Friday, April 6, 2018

A Walk in Pee Pee Park

"Into the middle of the Dnieper they dare not look: no one except the sun and the blue sky looks there. Rare is the bird that flies to the middle of the Dnieper! Magnificent! No river in the world can equal him."


An early morning. I woke up before Sara and crept to the kitchen. I was unable to open the apricot yogurt. It was sealed tightly in some sort of canopic jar, a plastic prison. I applied a great deal of pressure to it, and snapped off the handle, but there was no accessing this yogurt. I chose to seek my fortune elsewhere. 

Delightful little solo morning photowalk, the late-night town had transformed into a worker's paradise with busy folks in suits navigating the slender pot-holed sidewalks with great agility. Blue suits and skinny ties. Marvelous overcoats and high heels. Briefcases and enviable handbags. 

A coffee shop owner made an X with his hands when I walked in. The universal symbol for "closed!" I was like, "coffee?" and he was like, "Tic tac toe, motherfucker. Do you speak it?"
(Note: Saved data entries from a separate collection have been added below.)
//! Typed wrappers around the supported actions.
//!
//! Every operation returns a plain status string, success or not, because the
//! model consumes tool results as text. Outcomes stay typed
//! (`Result<Value, ActionError>`) until the final rendering step.

use std::sync::Arc;

use rust_decimal::prelude::ToPrimitive;
use rust_decimal::Decimal;
use serde_json::{Map, Value};
use thiserror::Error;

use crate::art::ImageGenerator;
use crate::bridge::{ActionDispatch, ActionRequest, BridgeError};

/// Names exported by the external actions module.
pub mod action_names {
    pub const CREATE_TOKEN: &str = "createToken";
    pub const TRANSFER_ASSET: &str = "transferAsset";
    pub const GET_BALANCE: &str = "getBalance";
    pub const DEPLOY_NFT: &str = "deployNFT";
    pub const MINT_NFT: &str = "mintNFT";
    pub const REQUEST_FAUCET: &str = "requestSolFromFaucet";
}

use action_names::*;

#[derive(Debug, Error)]
pub enum ActionError {
    #[error("{0}")]
    Failed(String),
    #[error("amount {0} cannot be represented as a float")]
    Amount(Decimal),
    #[error(transparent)]
    Request(#[from] BridgeError),
}

pub struct ActionFacade {
    bridge: Arc<dyn ActionDispatch>,
    artist: Arc<dyn ImageGenerator>,
}

impl ActionFacade {
    pub fn new(bridge: Arc<dyn ActionDispatch>, artist: Arc<dyn ImageGenerator>) -> Self {
        Self { bridge, artist }
    }

    async fn call(&self, action: &str, params: Map<String, Value>) -> Result<Value, ActionError> {
        let request = ActionRequest::new(action, params)?;
        self.bridge
            .dispatch(&request)
            .await
            .into_result()
            .map_err(ActionError::Failed)
    }

    pub async fn create_token(&self, name: &str, symbol: &str, initial_supply: u64) -> String {
        let mut params = Map::new();
        params.insert("name".into(), name.into());
        params.insert("symbol".into(), symbol.into());
        params.insert("initialSupply".into(), initial_supply.into());
        render(
            "Token created",
            "creating token",
            self.call(CREATE_TOKEN, params).await,
        )
    }

    pub async fn transfer_asset(
        &self,
        amount: Decimal,
        asset_id: &str,
        destination_address: &str,
    ) -> String {
        let result = match amount_to_float(amount) {
            Ok(amount) => {
                let mut params = Map::new();
                params.insert("amount".into(), amount.into());
                params.insert("assetId".into(), asset_id.into());
                params.insert("destinationAddress".into(), destination_address.into());
                self.call(TRANSFER_ASSET, params).await
            }
            Err(e) => Err(e),
        };
        render("Asset transferred", "transferring asset", result)
    }

    pub async fn get_balance(&self, asset_id: &str) -> String {
        let mut params = Map::new();
        params.insert("assetId".into(), asset_id.into());
        render(
            "Balance",
            "getting balance",
            self.call(GET_BALANCE, params).await,
        )
    }

    pub async fn deploy_nft(&self, name: &str, symbol: &str, base_uri: &str) -> String {
        let mut params = Map::new();
        params.insert("name".into(), name.into());
        params.insert("symbol".into(), symbol.into());
        params.insert("baseUri".into(), base_uri.into());
        render(
            "NFT contract deployed",
            "deploying NFT contract",
            self.call(DEPLOY_NFT, params).await,
        )
    }

    pub async fn mint_nft(&self, contract_address: &str, mint_to: &str) -> String {
        let mut params = Map::new();
        params.insert("contractAddress".into(), contract_address.into());
        params.insert("mintTo".into(), mint_to.into());
        render("NFT minted", "minting NFT", self.call(MINT_NFT, params).await)
    }

    pub async fn request_faucet(&self) -> String {
        render(
            "Faucet request completed",
            "requesting from faucet",
            self.call(REQUEST_FAUCET, Map::new()).await,
        )
    }

    /// Goes straight to the image generator, not through the bridge.
    pub async fn generate_art(&self, prompt: &str) -> String {
        match self.artist.generate(prompt).await {
            Ok(url) => format!("Generated artwork available at: {url}"),
            Err(e) => format!("Error generating artwork: {e}"),
        }
    }
}

/// Convert an exact decimal amount to the bridge's float representation.
///
/// This loses precision: most decimal fractions (0.1, 0.3, ...) have no
/// exact binary form and arrive at the action as the nearest `f64`.
pub fn amount_to_float(amount: Decimal) -> Result<f64, ActionError> {
    amount
        .to_f64()
        .filter(|f| f.is_finite())
        .ok_or(ActionError::Amount(amount))
}

fn render(confirmation: &str, activity: &str, result: Result<Value, ActionError>) -> String {
    match result {
        Ok(payload) => format!("{confirmation}: {}", describe(&payload)),
        Err(e) => format!("Error {activity}: {e}"),
    }
}

fn describe(payload: &Value) -> String {
    match payload {
        Value::String(s) => s.clone(),
        Value::Null => "(no data)".into(),
        other => other.to_string(),
    }
}
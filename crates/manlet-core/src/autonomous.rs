//! The unattended directive → reason → act cycle.

use std::io::{self, Write};
use std::time::Duration;

use anyhow::Result;
use chrono::{DateTime, Utc};
use colored::Colorize;
use manlet_config::AutonomyConfig;
use tracing::{debug, info, warn};

use crate::directive::DirectiveSource;
use crate::message::ConversationMessage;
use crate::reasoning::ReasoningEngine;
use crate::stream::StreamAccumulator;

const MAX_BACKOFF: Duration = Duration::from_secs(300);

#[derive(Debug, Clone)]
pub struct LoopSettings {
    pub interval: Duration,
    /// Consecutive failed cycles before the loop gives up. 0 never gives up.
    pub max_consecutive_failures: u32,
    pub backoff: Duration,
    /// Trailing messages sent to the model each cycle. 0 sends everything.
    pub history_window: usize,
}

impl LoopSettings {
    pub fn from_config(config: &AutonomyConfig) -> Self {
        Self {
            interval: Duration::from_secs(config.interval_secs),
            max_consecutive_failures: config.max_consecutive_failures,
            backoff: Duration::from_secs(config.backoff_secs),
            history_window: config.history_window,
        }
    }
}

impl Default for LoopSettings {
    fn default() -> Self {
        Self::from_config(&AutonomyConfig::default())
    }
}

/// Owned exclusively by the loop. History only ever grows.
#[derive(Debug, Clone, Default)]
pub struct LoopState {
    pub history: Vec<ConversationMessage>,
    pub last_directive_at: Option<DateTime<Utc>>,
}

pub struct AutonomousLoop<E: ReasoningEngine> {
    engine: E,
    source: DirectiveSource,
    settings: LoopSettings,
    state: LoopState,
    accumulator: StreamAccumulator<Box<dyn Write + Send>>,
}

impl<E: ReasoningEngine> AutonomousLoop<E> {
    pub fn with_output(
        engine: E,
        source: DirectiveSource,
        settings: LoopSettings,
        out: Box<dyn Write + Send>,
        styled: bool,
    ) -> Self {
        Self {
            engine,
            source,
            settings,
            state: LoopState::default(),
            accumulator: StreamAccumulator::new(out).styled(styled),
        }
    }

    pub fn state(&self) -> &LoopState {
        &self.state
    }

    /// One directive, one streamed response, appended to history.
    ///
    /// The directive stays in history even when the response fails, as do
    /// any messages for actions that already ran before the failure.
    pub async fn run_cycle(&mut self) -> Result<()> {
        let directive = self.source.directive();
        self.echo_directive(directive.text())?;
        self.state.history.push(directive);
        self.state.last_directive_at = Some(Utc::now());

        let history = self.window().to_vec();
        debug!(
            "Sending {} of {} history messages",
            history.len(),
            self.state.history.len()
        );
        let mut events = self.engine.respond(history, self.source.catalog());
        let messages = match self.accumulator.consume(&mut events).await {
            Ok(messages) => messages,
            Err(e) => {
                let acted = self.accumulator.take_partial();
                if !acted.is_empty() {
                    warn!("Keeping {} message(s) from the failed cycle", acted.len());
                    self.state.history.extend(acted);
                }
                return Err(e.context("reasoning failed"));
            }
        };

        debug!("Cycle produced {} message(s)", messages.len());
        self.state.history.extend(messages);
        Ok(())
    }

    /// Run cycles until `cycles` have been attempted, or forever with `None`.
    ///
    /// A failed cycle backs off and retries; once `max_consecutive_failures`
    /// cycles in a row have failed the last error is returned.
    pub async fn run_for(&mut self, cycles: Option<u64>) -> Result<()> {
        info!(
            "Starting autonomous {} loop (interval: {}s)",
            self.source.agent_name(),
            self.settings.interval.as_secs()
        );

        if cycles == Some(0) {
            return Ok(());
        }

        let mut attempted: u64 = 0;
        let mut failures: u32 = 0;
        loop {
            attempted += 1;
            match self.run_cycle().await {
                Ok(()) => {
                    if failures > 0 {
                        info!("Cycle {attempted} succeeded after {failures} failure(s)");
                    }
                    failures = 0;
                }
                Err(e) => {
                    failures += 1;
                    let limit = self.settings.max_consecutive_failures;
                    warn!("Cycle {attempted} failed ({failures} in a row): {e:#}");
                    if limit > 0 && failures >= limit {
                        return Err(e.context(format!(
                            "giving up after {failures} consecutive failed cycles"
                        )));
                    }
                }
            }

            if cycles.is_some_and(|limit| attempted >= limit) {
                info!("Autonomous loop finished after {attempted} cycle(s)");
                return Ok(());
            }

            let pause = if failures == 0 {
                self.settings.interval
            } else {
                backoff_delay(self.settings.backoff, failures)
            };
            tokio::time::sleep(pause).await;
        }
    }

    pub async fn run(&mut self) -> Result<()> {
        self.run_for(None).await
    }

    fn window(&self) -> &[ConversationMessage] {
        let history = &self.state.history;
        match self.settings.history_window {
            0 => history,
            n => &history[history.len().saturating_sub(n)..],
        }
    }

    fn echo_directive(&mut self, text: &str) -> io::Result<()> {
        let label = if self.accumulator.is_styled() {
            "Directive:".bright_black().to_string()
        } else {
            "Directive:".to_string()
        };
        let out = self.accumulator.get_mut();
        writeln!(out, "\n{label} {text}")?;
        out.flush()
    }
}

/// `base * 2^(failures-1)`, capped at five minutes.
fn backoff_delay(base: Duration, failures: u32) -> Duration {
    let factor = 1u32
        .checked_shl(failures.saturating_sub(1))
        .unwrap_or(u32::MAX);
    base.saturating_mul(factor).min(MAX_BACKOFF)
}
//! Image generation through an OpenAI-compatible images endpoint.

use std::time::Duration;

use anyhow::{bail, Result};
use async_trait::async_trait;
use manlet_config::ArtConfig;
use tracing::{debug, error};

/// Turns a prompt into a hosted image.
#[async_trait]
pub trait ImageGenerator: Send + Sync {
    /// Generate one image and return its URL.
    async fn generate(&self, prompt: &str) -> Result<String>;
}

pub struct OpenAiImageGenerator {
    client: reqwest::Client,
    api_key: String,
    api_base: String,
    model: String,
    size: String,
    quality: String,
}

impl OpenAiImageGenerator {
    /// Fails when `api_key` is empty; art generation cannot start without it.
    pub fn new(api_key: String, config: &ArtConfig) -> Result<Self> {
        if api_key.trim().is_empty() {
            bail!(
                "Image generation needs an API key. \
                 Set art.apiKey in config.json or the OPENAI_API_KEY env var."
            );
        }
        let client = reqwest::Client::builder()
            .timeout(Duration::from_secs(120))
            .build()?;
        Ok(Self {
            client,
            api_key,
            api_base: config.api_base.trim_end_matches('/').to_string(),
            model: config.model.clone(),
            size: config.size.clone(),
            quality: config.quality.clone(),
        })
    }

    fn request_body(&self, prompt: &str) -> serde_json::Value {
        serde_json::json!({
            "model": self.model,
            "prompt": prompt,
            "n": 1,
            "size": self.size,
            "quality": self.quality,
        })
    }
}

#[async_trait]
impl ImageGenerator for OpenAiImageGenerator {
    async fn generate(&self, prompt: &str) -> Result<String> {
        debug!("Generating image with {} ({} chars of prompt)", self.model, prompt.len());
        let resp = self
            .client
            .post(format!("{}/images/generations", self.api_base))
            .bearer_auth(&self.api_key)
            .json(&self.request_body(prompt))
            .send()
            .await?;

        if !resp.status().is_success() {
            let status = resp.status();
            let body = resp.text().await.unwrap_or_default();
            error!("Image generation failed ({status}): {body}");
            bail!("image API returned {status}");
        }

        let data: serde_json::Value = resp.json().await?;
        extract_image_url(&data)
    }
}

fn extract_image_url(data: &serde_json::Value) -> Result<String> {
    data.get("data")
        .and_then(|d| d.get(0))
        .and_then(|img| img.get("url"))
        .and_then(|u| u.as_str())
        .map(String::from)
        .ok_or_else(|| anyhow::anyhow!("no image URL in response"))
}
Endangered myself slightly on a skinny little roadway trying to capture the mural of a tiger. It was stylized in a most Eastern European way. Angular and strange. He was raising his paw to the answering raised hand of a professor. Tile had fallen from the wall on which he was painted, and it made a beautiful and forlorn scene. I stood in some construction material, ducked when a truck roared by, and got the shot. 

Further on was a sweet little park with statues of various birds designed to appear as gentlemen. They wore top hats and had walking sticks tucked underwing. Charming. The trees were hung with Easter eggs, and a cleaning crew swept the paths with branch brooms. A thin little wind tugged at my sweatshirt.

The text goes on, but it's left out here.